There probably is no formula for success, but this doesn't stop the studios from searching for one. Bart does a good job of explaining the different approaches studios take, but he never gets around to actually evaluating their effectiveness. Paramount, for instance, believes in splitting the costs of movies with others. Its investment in Titanic was split with Twentieth Century Fox. Paramount's investment was limited to $65 million and its profits limited to domestic take. When the cost of the film ballooned to over $200 million, the deal looked brilliant. Ultimately, when the film broke all box office records, owning only half meant hundreds of millions in lost profit. For some reason, though, Bart simply parrots the company line that Paramount was lucky to avoid the pain and risk that financing the whole thing would have entailed.

Fox's strategy was to make a number of modestly budgeted films aimed at different demographics, hoping one or two would break out. In other words, the studio diversified its portfolio. Meanwhile, Disney decided to cut back on releases and spend more per film–the opposite of the Fox strategy. Bart reports these two facts but doesn't seem to notice that these strategies are at odds, much less say which one is better. Perhaps this is because no one really knows which will work better until the films come out.

When Bart gets into the quality of the movies themselves, he becomes unnecessarily nostalgic. He goes on a bit about how people really used to care about movies, but that now it's all packaging and profits. To be sure, there have been changes in how Hollywood plans and markets films, but the studios have always been about making money and people have always complained about how bad films are (compared to how they used to be). Without even getting into low- and medium-budget art films, the slate Hollywood offered in the summer of 1998 was diverse: Saving Private Ryan, There's Something About Mary, Bulworth, Small Soldiers, The Negotiator, The Avengers, Armageddon, The Truman Show, The Mask of Zorro, Deep Impact, The Horse Whisperer, Mulan, Out of Sight. You don't have to like all these films (I certainly don't) to recognize most were made by people sincerely striving to deliver solid entertainment, perhaps even art, not cynics just in it for a paycheck.
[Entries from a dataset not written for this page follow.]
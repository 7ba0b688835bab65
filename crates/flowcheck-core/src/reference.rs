//! Observing that a publisher released a subscriber.
//!
//! Ownership makes release observable directly: once every strong reference
//! is gone, `Weak::strong_count` reaches zero. The harness drops its own
//! references first, then gives the publisher a bounded window to drop its
//! own (rule 3.13).

use std::{
    sync::Weak,
    time::{Duration, Instant},
};

/// Wait up to `window` for every strong reference behind `weak` to go away,
/// checking every `poll`.
///
/// Returns true if the referent was released in time.
pub fn await_release<T: ?Sized>(weak: &Weak<T>, window: Duration, poll: Duration) -> bool {
    let deadline = Instant::now() + window;
    let poll = poll.max(Duration::from_millis(1));
    loop {
        if weak.strong_count() == 0 {
            return true;
        }
        let now = Instant::now();
        if now >= deadline {
            return false;
        }
        std::thread::sleep(poll.min(deadline - now));
    }
}
impl<T: Element> IdentityProcessorVerification<T> {
    /// Suite name used in reports.
    pub const SUITE: &'static str = "identity_processor";

    /// Create a suite over the processors of `factory`, built with
    /// [`TEST_BUFFER_SIZE`].
    pub fn new(env: Arc<TestEnvironment>, factory: Arc<dyn ProcessorFactory<T>>) -> Self {
        let caps = factory.capabilities();
        Self { env, factory, caps, buffer_size: TEST_BUFFER_SIZE }
    }

    /// Build processors with `buffer_size` instead.
    #[must_use]
    pub fn with_buffer_size(mut self, buffer_size: usize) -> Self {
        self.buffer_size = buffer_size;
        self
    }

    /// Declared capabilities.
    pub fn capabilities(&self) -> &PublisherCapabilities {
        &self.caps
    }

    /// The publisher suite, run against processors fed by a helper
    /// publisher.
    pub fn publisher_verification(&self) -> PublisherVerification<T> {
        PublisherVerification::new(
            Arc::clone(&self.env),
            Arc::new(FedProcessors {
                factory: Arc::clone(&self.factory),
                caps: self.caps,
                buffer_size: self.buffer_size,
            }),
        )
    }

    /// The whitebox subscriber suite, run against processors with a
    /// probe-reporting subscriber downstream.
    pub fn subscriber_verification(&self) -> SubscriberWhiteboxVerification<T> {
        SubscriberWhiteboxVerification::new(
            Arc::clone(&self.env),
            Arc::new(ProbedProcessors {
                factory: Arc::clone(&self.factory),
                buffer_size: self.buffer_size,
            }),
        )
    }

    /// Run the processor rules, then both composed suites.
    pub fn run(&self) -> SuiteReport {
        let settings = self.caps.run_settings();
        let mut report = run_registry(Self::SUITE, &self.env, &Self::registry(), self, &settings);
        debug!(suite = Self::SUITE, "running composed publisher rules");
        report.merge(PUBLISHER_PREFIX, self.publisher_verification().run());
        debug!(suite = Self::SUITE, "running composed subscriber rules");
        report.merge(SUBSCRIBER_PREFIX, self.subscriber_verification().run());
        report
    }

    /// Run the rule called `name`, if there is one. Composed rules are
    /// addressed with their `publisher::` or `subscriber::` prefix.
    pub fn run_rule(&self, name: &str) -> Option<RuleReport> {
        let prefixed = |prefix: &str, mut report: RuleReport| {
            report.name = format!("{prefix}::{}", report.name);
            report
        };

        if let Some(rest) = name.strip_prefix("publisher::") {
            return self
                .publisher_verification()
                .run_rule(rest)
                .map(|report| prefixed(PUBLISHER_PREFIX, report));
        }
        if let Some(rest) = name.strip_prefix("subscriber::") {
            return self
                .subscriber_verification()
                .run_rule(rest)
                .map(|report| prefixed(SUBSCRIBER_PREFIX, report));
        }

        let registry = Self::registry();
        let rule = registry.get(name)?;
        Some(run_rule(Self::SUITE, &self.env, rule, self, &self.caps.run_settings()))
    }

    /// Listing of every rule, composed ones included.
    pub fn rules() -> Vec<RuleInfo> {
        let prefixed = |prefix: &'static str, infos: Vec<RuleInfo>| {
            infos.into_iter().map(move |mut info| {
                info.name = format!("{prefix}::{}", info.name);
                info
            })
        };

        let mut infos = Self::registry().infos();
        infos.extend(prefixed(PUBLISHER_PREFIX, PublisherVerification::<T>::rules()));
        infos.extend(prefixed(SUBSCRIBER_PREFIX, SubscriberWhiteboxVerification::<T>::rules()));
        infos
    }

    /// The processor's own rules.
    pub fn registry() -> RuleRegistry<Self> {
        let mut r = RuleRegistry::new();

        r.add(
            Rule::required(
                "1.4",
                "must_call_on_error_on_all_its_subscribers_if_it_encounters_a_non_recoverable_error",
                "an upstream error reaches every downstream subscriber",
                Self::spec104_error_reaches_every_subscriber,
            )
            .with_subscribers(2),
        );
        r.add(
            Rule::required(
                "-",
                "must_request_from_upstream_for_elements_that_have_been_requested_long_ago",
                "downstream demand keeps being served after a second subscriber joins",
                Self::request_from_upstream_for_old_demand,
            )
            .with_subscribers(2),
        );

        r
    }

    /// Build the stage and run `body` against it.
    fn processor_test<F>(&self, body: F) -> ScenarioResult
    where
        F: FnOnce(&ProcessorStage<T>) -> ScenarioResult,
    {
        let env = Arc::clone(&self.env);
        let source = ElementSource::new(&env, element_factory(&self.factory))?;

        let upstream = ManualPublisher::new(Arc::clone(&env));
        let processor = self.factory.create_identity_processor(self.buffer_size);
        let subscriber: Arc<dyn Subscriber<T>> = processor.clone();
        upstream.subscribe(subscriber);
        let processor: Arc<dyn Publisher<T>> = processor;

        let stage = ProcessorStage { env, upstream, source, processor };
        body(&stage)
    }

    fn spec104_error_reaches_every_subscriber(&self) -> ScenarioResult {
        self.processor_test(|stage| {
            let sub1 = stage.error_collecting_subscriber()?;
            let sub2 = stage.error_collecting_subscriber()?;

            sub1.request(1)?;
            stage.expect_request()?;
            let x = stage.send_next_from_upstream()?;
            stage.expect_next(&sub1, &x, "processor did not pass the first element downstream")?;
            sub1.request(1)?;

            // sub1 has one pending demand, sub2 never requested.
            let cause = TestSignalError::signal();
            stage.upstream.send_error(Arc::clone(&cause))?;
            for (which, sub) in [("first", &sub1), ("second", &sub2)] {
                let received = sub.expect_error::<TestSignalError>()?;
                if !Arc::ptr_eq(&received, &cause) {
                    return Err(stage
                        .env
                        .flop_and_fail(format!(
                            "{which} subscriber received an error other than the upstream one: \
                             [{received}]"
                        ))
                        .into());
                }
            }
            stage.env.verify_no_async_errors()?;
            Ok(())
        })
    }

    fn request_from_upstream_for_old_demand(&self) -> ScenarioResult {
        let coordinated = self.caps.does_coordinated_emission;
        self.processor_test(|stage| {
            let sub1 = stage.subscriber()?;
            sub1.request(20)?;

            let mut total_requests = stage.expect_request()?;
            let x = stage.send_next_from_upstream()?;
            stage.expect_next(&sub1, &x, "processor did not pass the first element downstream")?;

            if total_requests == 1 {
                total_requests += stage.expect_request()?;
            }
            let y = stage.send_next_from_upstream()?;
            stage.expect_next(&sub1, &y, "processor did not pass the second element downstream")?;

            if total_requests == 2 {
                total_requests += stage.expect_request()?;
            }

            // sub1 has 18 pending, sub2 has none.
            let sub2 = stage.subscriber()?;
            if coordinated {
                sub2.expect_none()?;
                sub2.request(1)?;
                let z = stage.send_next_from_upstream()?;
                let lost = "processor did not pass the third element downstream";
                stage.expect_next(&sub1, &z, lost)?;
                stage.expect_next(
                    &sub2,
                    &z,
                    "processor did not pass the third element to the late subscriber",
                )?;
            } else {
                let z = stage.send_next_from_upstream()?;
                stage.expect_next(
                    &sub1,
                    &z,
                    "processor must not hold back elements from a subscriber with pending demand",
                )?;
                sub2.expect_none()?;
                sub2.request(1)?;
                stage.expect_next(
                    &sub2,
                    &z,
                    "processor did not pass the third element to the late subscriber",
                )?;
            }

            if total_requests == 3 {
                stage.expect_request()?;
            }
            stage.env.verify_no_async_errors()?;

            sub1.cancel()?;
            sub2.cancel()?;
            Ok(())
        })
    }
}
// File: crates/tabplot-render-skia/src/curve.rs
// Summary: Natural cubic spline control points for smooth path interpolation.

/// Bezier control values, one coordinate at a time, for the natural cubic
/// spline through `v`. Returns the first and second control value per
/// segment; segment `i` runs from `v[i]` to `v[i+1]`.
///
/// Caller guarantees `v.len() >= 2`. Solved with the usual tridiagonal
/// forward-eliminate / back-substitute pass.
pub fn control_points(v: &[f32]) -> (Vec<f32>, Vec<f32>) {
    let n = v.len() - 1;
    let mut a = vec![0.0f32; n];
    let mut b = vec![0.0f32; n];
    let mut r = vec![0.0f32; n];
    a[0] = 0.0;
    b[0] = 2.0;
    r[0] = v[0] + 2.0 * v[1];
    for i in 1..n.saturating_sub(1) {
        a[i] = 1.0;
        b[i] = 4.0;
        r[i] = 4.0 * v[i] + 2.0 * v[i + 1];
    }
    a[n - 1] = 2.0;
    b[n - 1] = 7.0;
    r[n - 1] = 8.0 * v[n - 1] + v[n];
    for i in 1..n {
        let m = a[i] / b[i - 1];
        b[i] -= m;
        r[i] -= m * r[i - 1];
    }
    a[n - 1] = r[n - 1] / b[n - 1];
    for i in (0..n - 1).rev() {
        a[i] = (r[i] - a[i + 1]) / b[i];
    }
    b[n - 1] = (v[n] + a[n - 1]) / 2.0;
    for i in 0..n - 1 {
        b[i] = 2.0 * v[i + 1] - a[i + 1];
    }
    (a, b)
}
Despite its weaknesses, The Gross remains an interesting foray into Hollywood. When Bart set out to write his book he took as his model The Season, William Goldman's work about the 1967-68 Broadway season, where each chapter takes on a different production. Broadway has changed considerably since then, but that book is still delightful, filled with insights that make it worth reading even if it no longer describes how things get done on the Great White Way. It's doubtful The Gross will be remembered so fondly 30 years hence. However, while there's a better book waiting to be written about Bart's subject, until it comes out, The Gross will do just fine.

Steve Kurtz, a Los Angeles-based screenwriter, fearlessly predicts that Star Wars: Episode I-The Phantom Menace will be the year's biggest hit.